# Assigned task
Where the records below reach the line containing "fn envelope_version_resigned() ->", start transcribing, and end with the line containing "the altered bytes.", exactly and with nothing else added.

# Provided material
○ ○ ○ ○ ○

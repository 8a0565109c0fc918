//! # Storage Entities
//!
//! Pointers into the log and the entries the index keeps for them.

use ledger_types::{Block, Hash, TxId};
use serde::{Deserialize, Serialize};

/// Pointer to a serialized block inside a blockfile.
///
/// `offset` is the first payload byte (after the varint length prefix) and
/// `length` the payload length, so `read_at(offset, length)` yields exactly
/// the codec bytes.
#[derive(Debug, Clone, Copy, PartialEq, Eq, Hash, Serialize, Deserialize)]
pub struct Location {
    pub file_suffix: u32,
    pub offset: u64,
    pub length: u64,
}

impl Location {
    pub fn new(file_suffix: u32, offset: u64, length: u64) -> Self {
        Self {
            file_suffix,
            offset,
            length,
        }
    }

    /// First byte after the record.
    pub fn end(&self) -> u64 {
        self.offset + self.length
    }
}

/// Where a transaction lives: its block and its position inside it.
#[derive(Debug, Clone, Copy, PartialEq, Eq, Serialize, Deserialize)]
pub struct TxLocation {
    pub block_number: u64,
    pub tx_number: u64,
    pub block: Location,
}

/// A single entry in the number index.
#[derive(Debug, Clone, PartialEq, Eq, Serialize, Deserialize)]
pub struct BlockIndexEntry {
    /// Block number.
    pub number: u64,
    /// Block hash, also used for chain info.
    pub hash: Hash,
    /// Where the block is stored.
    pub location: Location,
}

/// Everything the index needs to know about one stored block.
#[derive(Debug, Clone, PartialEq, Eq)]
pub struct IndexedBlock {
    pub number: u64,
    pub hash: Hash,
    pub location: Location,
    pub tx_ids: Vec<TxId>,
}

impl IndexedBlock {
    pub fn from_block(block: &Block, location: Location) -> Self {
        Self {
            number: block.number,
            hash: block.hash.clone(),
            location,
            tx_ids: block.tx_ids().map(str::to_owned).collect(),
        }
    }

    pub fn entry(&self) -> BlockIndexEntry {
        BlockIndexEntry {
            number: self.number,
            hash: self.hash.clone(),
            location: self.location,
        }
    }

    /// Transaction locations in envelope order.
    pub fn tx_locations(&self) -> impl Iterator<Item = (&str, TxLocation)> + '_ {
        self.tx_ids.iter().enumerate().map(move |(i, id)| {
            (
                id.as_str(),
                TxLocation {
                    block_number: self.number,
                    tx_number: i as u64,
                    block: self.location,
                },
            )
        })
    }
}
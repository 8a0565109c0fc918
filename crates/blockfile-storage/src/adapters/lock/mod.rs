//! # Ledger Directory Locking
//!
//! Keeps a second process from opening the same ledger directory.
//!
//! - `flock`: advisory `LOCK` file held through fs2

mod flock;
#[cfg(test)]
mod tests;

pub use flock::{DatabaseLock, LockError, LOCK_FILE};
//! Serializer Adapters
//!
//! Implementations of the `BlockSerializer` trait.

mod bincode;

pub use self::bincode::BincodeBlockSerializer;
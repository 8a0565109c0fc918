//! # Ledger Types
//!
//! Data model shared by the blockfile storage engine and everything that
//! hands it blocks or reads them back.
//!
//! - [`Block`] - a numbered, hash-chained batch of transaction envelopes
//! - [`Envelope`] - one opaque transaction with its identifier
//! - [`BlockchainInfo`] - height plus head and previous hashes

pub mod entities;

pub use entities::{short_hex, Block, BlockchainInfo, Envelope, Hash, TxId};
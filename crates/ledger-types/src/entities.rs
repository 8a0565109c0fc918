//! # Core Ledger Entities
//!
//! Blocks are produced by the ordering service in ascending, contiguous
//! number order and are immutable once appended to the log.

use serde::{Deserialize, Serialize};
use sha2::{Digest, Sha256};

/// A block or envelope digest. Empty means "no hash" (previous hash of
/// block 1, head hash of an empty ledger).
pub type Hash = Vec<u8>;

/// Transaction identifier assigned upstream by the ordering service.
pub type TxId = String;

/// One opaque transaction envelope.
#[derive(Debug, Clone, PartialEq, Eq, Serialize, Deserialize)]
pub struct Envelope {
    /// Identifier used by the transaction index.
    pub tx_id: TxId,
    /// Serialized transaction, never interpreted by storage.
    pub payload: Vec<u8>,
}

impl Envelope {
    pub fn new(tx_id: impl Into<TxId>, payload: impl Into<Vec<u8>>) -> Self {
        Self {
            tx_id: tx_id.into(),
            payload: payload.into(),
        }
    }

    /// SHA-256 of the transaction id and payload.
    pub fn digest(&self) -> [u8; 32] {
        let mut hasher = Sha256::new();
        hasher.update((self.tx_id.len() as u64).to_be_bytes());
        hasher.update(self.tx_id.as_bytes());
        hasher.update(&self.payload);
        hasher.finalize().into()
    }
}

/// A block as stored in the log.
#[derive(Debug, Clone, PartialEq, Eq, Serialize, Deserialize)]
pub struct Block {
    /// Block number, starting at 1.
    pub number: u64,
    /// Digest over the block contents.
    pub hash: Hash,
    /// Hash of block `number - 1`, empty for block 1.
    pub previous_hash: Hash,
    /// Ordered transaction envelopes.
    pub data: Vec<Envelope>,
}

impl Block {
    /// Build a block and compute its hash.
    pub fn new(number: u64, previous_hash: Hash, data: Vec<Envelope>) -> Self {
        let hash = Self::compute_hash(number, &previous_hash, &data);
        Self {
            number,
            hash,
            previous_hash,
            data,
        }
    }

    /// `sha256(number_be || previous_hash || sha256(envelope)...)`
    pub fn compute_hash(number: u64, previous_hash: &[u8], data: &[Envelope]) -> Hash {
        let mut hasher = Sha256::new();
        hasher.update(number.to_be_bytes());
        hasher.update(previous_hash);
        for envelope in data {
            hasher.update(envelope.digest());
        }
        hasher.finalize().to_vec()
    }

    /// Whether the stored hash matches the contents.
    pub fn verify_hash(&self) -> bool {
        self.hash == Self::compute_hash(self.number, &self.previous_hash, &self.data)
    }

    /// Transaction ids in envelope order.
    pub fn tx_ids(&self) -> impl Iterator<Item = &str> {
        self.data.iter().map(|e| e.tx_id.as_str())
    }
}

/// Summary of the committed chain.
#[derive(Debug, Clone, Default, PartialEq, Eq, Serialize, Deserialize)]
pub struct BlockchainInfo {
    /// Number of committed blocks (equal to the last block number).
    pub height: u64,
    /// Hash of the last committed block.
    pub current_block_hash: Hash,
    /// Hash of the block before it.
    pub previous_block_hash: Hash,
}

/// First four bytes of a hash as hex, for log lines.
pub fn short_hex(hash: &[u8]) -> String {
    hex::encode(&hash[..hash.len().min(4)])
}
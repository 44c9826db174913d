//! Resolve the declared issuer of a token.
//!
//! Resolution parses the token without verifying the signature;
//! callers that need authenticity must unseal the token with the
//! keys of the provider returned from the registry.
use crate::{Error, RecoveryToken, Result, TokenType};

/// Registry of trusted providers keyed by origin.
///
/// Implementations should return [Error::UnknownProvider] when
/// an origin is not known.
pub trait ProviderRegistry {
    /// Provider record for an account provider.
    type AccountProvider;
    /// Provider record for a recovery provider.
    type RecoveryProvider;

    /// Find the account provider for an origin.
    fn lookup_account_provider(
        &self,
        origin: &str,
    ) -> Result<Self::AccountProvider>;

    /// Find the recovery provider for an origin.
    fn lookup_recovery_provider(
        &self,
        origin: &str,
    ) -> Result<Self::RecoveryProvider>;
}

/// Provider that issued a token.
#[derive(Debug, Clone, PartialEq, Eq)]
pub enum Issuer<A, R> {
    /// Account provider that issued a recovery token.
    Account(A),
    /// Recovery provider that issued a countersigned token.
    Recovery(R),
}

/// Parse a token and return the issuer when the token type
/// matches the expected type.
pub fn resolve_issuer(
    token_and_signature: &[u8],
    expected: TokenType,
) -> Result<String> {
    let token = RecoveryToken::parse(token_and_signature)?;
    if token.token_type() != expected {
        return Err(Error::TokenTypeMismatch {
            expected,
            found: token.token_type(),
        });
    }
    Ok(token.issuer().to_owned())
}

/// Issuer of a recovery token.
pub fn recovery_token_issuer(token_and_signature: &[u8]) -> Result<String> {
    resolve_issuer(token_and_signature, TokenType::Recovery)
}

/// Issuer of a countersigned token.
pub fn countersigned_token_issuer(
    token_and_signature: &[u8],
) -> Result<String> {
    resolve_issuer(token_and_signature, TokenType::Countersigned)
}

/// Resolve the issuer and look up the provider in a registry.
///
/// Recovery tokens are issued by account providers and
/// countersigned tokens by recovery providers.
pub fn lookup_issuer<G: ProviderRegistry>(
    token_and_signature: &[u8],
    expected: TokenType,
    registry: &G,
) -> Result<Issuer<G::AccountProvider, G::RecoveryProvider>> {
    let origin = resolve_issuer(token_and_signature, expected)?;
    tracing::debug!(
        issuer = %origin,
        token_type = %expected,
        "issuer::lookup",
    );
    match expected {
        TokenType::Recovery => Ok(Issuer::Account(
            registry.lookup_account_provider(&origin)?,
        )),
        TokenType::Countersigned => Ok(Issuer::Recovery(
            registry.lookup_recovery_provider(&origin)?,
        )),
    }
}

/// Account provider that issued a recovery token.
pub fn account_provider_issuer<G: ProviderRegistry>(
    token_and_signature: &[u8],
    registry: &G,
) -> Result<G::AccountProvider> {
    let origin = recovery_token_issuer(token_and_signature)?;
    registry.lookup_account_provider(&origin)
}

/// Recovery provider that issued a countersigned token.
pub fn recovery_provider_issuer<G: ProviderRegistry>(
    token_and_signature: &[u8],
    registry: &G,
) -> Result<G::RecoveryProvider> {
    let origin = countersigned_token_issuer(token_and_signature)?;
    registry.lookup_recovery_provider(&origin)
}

○ ○ ○ ○ ○

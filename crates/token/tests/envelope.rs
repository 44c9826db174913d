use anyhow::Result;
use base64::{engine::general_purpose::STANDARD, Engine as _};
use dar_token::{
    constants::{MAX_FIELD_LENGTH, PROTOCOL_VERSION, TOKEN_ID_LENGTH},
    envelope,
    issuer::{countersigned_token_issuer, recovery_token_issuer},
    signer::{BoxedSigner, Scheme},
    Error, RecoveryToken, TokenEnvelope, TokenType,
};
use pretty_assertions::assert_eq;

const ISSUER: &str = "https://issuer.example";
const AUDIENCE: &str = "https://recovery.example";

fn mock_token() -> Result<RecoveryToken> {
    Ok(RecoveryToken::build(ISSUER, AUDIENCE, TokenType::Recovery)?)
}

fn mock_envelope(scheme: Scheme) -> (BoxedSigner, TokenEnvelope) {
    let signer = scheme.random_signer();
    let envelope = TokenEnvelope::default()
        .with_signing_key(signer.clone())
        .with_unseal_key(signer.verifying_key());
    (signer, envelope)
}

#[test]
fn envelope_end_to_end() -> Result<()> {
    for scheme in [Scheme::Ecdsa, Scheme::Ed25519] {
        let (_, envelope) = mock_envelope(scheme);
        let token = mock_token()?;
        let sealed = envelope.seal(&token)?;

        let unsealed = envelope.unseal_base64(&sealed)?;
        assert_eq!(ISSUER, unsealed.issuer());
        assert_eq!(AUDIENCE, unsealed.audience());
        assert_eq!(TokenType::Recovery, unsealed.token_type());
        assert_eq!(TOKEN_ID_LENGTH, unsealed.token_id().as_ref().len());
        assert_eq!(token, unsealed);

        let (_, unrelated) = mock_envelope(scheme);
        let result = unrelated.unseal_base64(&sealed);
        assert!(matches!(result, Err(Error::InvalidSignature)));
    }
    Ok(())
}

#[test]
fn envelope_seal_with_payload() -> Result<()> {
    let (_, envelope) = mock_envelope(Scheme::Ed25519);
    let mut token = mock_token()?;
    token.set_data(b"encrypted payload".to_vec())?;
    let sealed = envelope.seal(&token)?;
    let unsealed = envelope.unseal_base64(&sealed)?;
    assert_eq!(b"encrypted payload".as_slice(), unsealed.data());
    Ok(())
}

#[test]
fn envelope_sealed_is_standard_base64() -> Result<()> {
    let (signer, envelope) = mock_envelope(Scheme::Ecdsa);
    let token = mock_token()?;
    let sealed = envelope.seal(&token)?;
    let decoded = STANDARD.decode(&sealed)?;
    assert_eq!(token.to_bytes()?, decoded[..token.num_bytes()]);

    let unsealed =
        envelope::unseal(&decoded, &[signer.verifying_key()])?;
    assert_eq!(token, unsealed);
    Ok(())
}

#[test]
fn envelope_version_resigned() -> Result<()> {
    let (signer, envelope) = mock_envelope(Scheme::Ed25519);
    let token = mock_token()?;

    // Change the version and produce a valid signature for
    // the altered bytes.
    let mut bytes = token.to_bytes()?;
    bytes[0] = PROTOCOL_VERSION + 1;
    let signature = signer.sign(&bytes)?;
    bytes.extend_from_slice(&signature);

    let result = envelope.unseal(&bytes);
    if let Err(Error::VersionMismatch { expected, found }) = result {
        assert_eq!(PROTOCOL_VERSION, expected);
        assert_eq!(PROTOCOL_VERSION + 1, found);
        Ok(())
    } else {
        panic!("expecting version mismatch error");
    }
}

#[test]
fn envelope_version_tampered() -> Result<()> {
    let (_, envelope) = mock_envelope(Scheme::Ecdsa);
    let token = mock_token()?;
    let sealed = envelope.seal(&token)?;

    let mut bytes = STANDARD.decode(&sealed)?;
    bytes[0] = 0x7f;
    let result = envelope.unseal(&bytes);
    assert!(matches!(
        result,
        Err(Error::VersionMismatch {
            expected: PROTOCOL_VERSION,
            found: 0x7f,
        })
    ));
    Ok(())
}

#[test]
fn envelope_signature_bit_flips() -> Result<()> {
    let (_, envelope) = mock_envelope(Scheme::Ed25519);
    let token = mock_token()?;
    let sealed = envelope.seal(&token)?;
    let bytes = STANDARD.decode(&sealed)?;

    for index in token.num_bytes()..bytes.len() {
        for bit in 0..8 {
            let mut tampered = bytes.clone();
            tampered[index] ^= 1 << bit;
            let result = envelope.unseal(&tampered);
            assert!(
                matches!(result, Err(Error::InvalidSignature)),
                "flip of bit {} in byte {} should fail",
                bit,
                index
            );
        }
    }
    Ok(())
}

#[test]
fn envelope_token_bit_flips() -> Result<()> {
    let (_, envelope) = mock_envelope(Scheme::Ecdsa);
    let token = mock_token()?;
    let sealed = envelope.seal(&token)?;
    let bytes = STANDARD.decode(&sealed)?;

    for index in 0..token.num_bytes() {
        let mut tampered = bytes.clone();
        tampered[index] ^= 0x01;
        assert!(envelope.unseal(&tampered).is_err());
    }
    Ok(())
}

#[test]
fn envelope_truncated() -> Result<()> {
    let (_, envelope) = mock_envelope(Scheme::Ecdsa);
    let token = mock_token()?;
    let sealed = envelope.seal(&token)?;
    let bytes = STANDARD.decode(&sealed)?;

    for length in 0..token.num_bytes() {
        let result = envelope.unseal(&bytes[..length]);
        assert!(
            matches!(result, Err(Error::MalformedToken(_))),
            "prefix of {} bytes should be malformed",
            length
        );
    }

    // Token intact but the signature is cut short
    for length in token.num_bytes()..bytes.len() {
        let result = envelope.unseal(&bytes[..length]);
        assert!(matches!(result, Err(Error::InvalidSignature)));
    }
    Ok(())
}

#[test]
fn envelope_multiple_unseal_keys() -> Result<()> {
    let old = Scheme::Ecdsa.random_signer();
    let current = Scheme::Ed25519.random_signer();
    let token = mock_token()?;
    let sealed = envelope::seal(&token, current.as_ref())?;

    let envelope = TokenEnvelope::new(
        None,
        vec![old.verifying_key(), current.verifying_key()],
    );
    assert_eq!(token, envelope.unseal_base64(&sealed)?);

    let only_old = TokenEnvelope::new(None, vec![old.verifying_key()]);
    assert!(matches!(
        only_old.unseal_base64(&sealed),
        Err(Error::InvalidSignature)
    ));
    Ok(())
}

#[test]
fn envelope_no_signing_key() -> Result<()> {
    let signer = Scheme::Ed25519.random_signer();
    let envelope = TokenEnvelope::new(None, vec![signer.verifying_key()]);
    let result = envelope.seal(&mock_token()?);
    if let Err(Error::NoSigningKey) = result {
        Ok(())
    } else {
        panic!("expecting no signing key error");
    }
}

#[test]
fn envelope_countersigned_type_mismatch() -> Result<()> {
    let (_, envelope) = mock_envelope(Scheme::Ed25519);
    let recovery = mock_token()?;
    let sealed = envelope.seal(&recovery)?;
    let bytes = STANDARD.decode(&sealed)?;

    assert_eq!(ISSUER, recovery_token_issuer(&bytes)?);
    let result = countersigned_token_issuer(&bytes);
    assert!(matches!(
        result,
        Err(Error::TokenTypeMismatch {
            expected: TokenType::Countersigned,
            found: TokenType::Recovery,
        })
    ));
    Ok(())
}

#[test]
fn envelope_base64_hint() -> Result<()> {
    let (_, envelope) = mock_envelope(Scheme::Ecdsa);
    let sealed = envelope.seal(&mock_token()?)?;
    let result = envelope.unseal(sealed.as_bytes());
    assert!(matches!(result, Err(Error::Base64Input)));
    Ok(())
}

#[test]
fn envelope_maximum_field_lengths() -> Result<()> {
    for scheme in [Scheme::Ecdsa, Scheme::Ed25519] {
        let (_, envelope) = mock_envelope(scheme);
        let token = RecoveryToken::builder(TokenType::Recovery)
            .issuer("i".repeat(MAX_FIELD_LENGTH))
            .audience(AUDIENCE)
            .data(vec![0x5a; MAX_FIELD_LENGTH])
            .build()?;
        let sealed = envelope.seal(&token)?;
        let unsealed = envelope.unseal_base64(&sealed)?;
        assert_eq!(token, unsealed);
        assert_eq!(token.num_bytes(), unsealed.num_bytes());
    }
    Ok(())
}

○ ○ ○ ○ ○

# Task output
fn envelope_version_resigned() -> Result<()> {
    let (signer, envelope) = mock_envelope(Scheme::Ed25519);
    let token = mock_token()?;

    // Change the version and produce a valid signature for
    // the altered bytes.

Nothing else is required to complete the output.